Pero Lexie Woolf seguía en su cabeza. No se sentía especialmente atraído hacia ella. En absoluto. Pero Sammy sí parecía estarlo y él nunca hablaba con una mujer a la que no conocía. El niño estaba en la cama y, como era el primer día, era natural que fuera a comprobar si su cliente se encontraba a gusto. Pero Lexie no estaba en su habitación. Cash bajó al salón, donde los chicos estaban jugando al póker, pero ella tampoco estaba allí. Ni en el gimnasio, ni en el porche.
La encontró en la biblioteca, una de las habitaciones favoritas de sus clientes. Con claraboyas en el techo y gruesas alfombras en el suelo de madera, era un lugar muy acogedor. Normalmente, los clientes se sentaban en los sofás de cuero. Pero Lexie, no.

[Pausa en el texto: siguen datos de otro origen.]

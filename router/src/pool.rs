//! The idle-peer pool (spec §3 "Pool", §4.4).
//!
//! A pool is the only per-router resource consulted while holding the
//! family-creation lock across outbound calls (spec §5's one named
//! exception), so its own operation, `take_one_reachable`, is written
//! to be cheap and self-contained rather than generic.

use std::collections::VecDeque;
use std::sync::Mutex;

use distfs_core::order::PeerAddr;

use crate::rpc_client;

#[derive(Default)]
pub struct Pool {
	idle: Mutex<VecDeque<PeerAddr>>,
}

impl Pool {
	pub fn new() -> Self {
		Self::default()
	}

	pub fn seed(&self, peers: impl IntoIterator<Item = PeerAddr>) {
		self.idle.lock().expect("pool mutex poisoned").extend(peers);
	}

	pub fn len(&self) -> usize {
		self.idle.lock().expect("pool mutex poisoned").len()
	}

	pub fn is_empty(&self) -> bool {
		self.len() == 0
	}

	/// A point-in-time copy of the idle queue, for persistence (spec §6
	/// "Persisted state").
	pub fn snapshot(&self) -> Vec<PeerAddr> {
		self.idle.lock().expect("pool mutex poisoned").iter().cloned().collect()
	}

	fn pop_front(&self) -> Option<PeerAddr> {
		self.idle.lock().expect("pool mutex poisoned").pop_front()
	}

	/// Pops heads until one answers a liveness probe, discarding the
	/// unreachable ones permanently (spec §3: "return is not used in
	/// normal operation — drained peers don't return, they're replaced
	/// by fresh allocations").
	pub async fn take_one_reachable(&self, http: &reqwest::Client) -> Option<PeerAddr> {
		loop {
			let candidate = self.pop_front()?;
			if rpc_client::liveness(http, &candidate).await {
				return Some(candidate);
			}
			tracing::warn!(peer = %candidate, "discarding unreachable pool peer");
		}
	}

	/// Pulls up to `n` reachable peers, stopping early if the pool runs
	/// dry (spec §4.4A step 3: "abort with an error if zero peers could
	/// be obtained" is handled by the caller checking the returned len).
	pub async fn take_n_reachable(&self, http: &reqwest::Client, n: usize) -> Vec<PeerAddr> {
		let mut taken = Vec::with_capacity(n);
		for _ in 0..n {
			match self.take_one_reachable(http).await {
				Some(peer) => taken.push(peer),
				None => break,
			}
		}
		taken
	}
}

#[cfg(test)]
mod tests {
	use super::*;

	#[test]
	fn seed_then_len_reports_inventory() {
		let pool = Pool::new();
		pool.seed([PeerAddr::new("a:1"), PeerAddr::new("b:1")]);
		assert_eq!(pool.len(), 2);
	}

	#[test]
	fn empty_pool_reports_empty() {
		let pool = Pool::new();
		assert!(pool.is_empty());
	}
}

Lo primero que vio fueron sus pies. Estaban desnudos y eran claramente pies de mujer, con las uñas pintadas de rojo caramelo; un rojo tan sexy que Cash tuvo que sonreír. Desde luego, aquella chica nunca querría saber nada de un tipo con camisa de franela.
Lexie estaba tumbada sobre la alfombra, con una manta bajo la cabeza. El jersey y los caros pantalones que llevaba parecían tan fuera de lugar allí como un jarrón de porcelana en un rodeo.
– ¿Te gusta tumbarte en el suelo? -preguntó Cash.
– Siempre me ha gustado leer en el suelo -sonrió ella-. ¿Me buscabas?
– Solo quería comprobar que estabas a gusto -contestó Cash. Su pulso se había acelerado solo con mirarla. Sus pequeños pechos desaparecían completamente en aquella postura, pero había algo en ella que despertaba sus hormonas. Cash no era ningún adolescente, pero había algo en Lexie Woolf que lo turbaba de una forma increíble.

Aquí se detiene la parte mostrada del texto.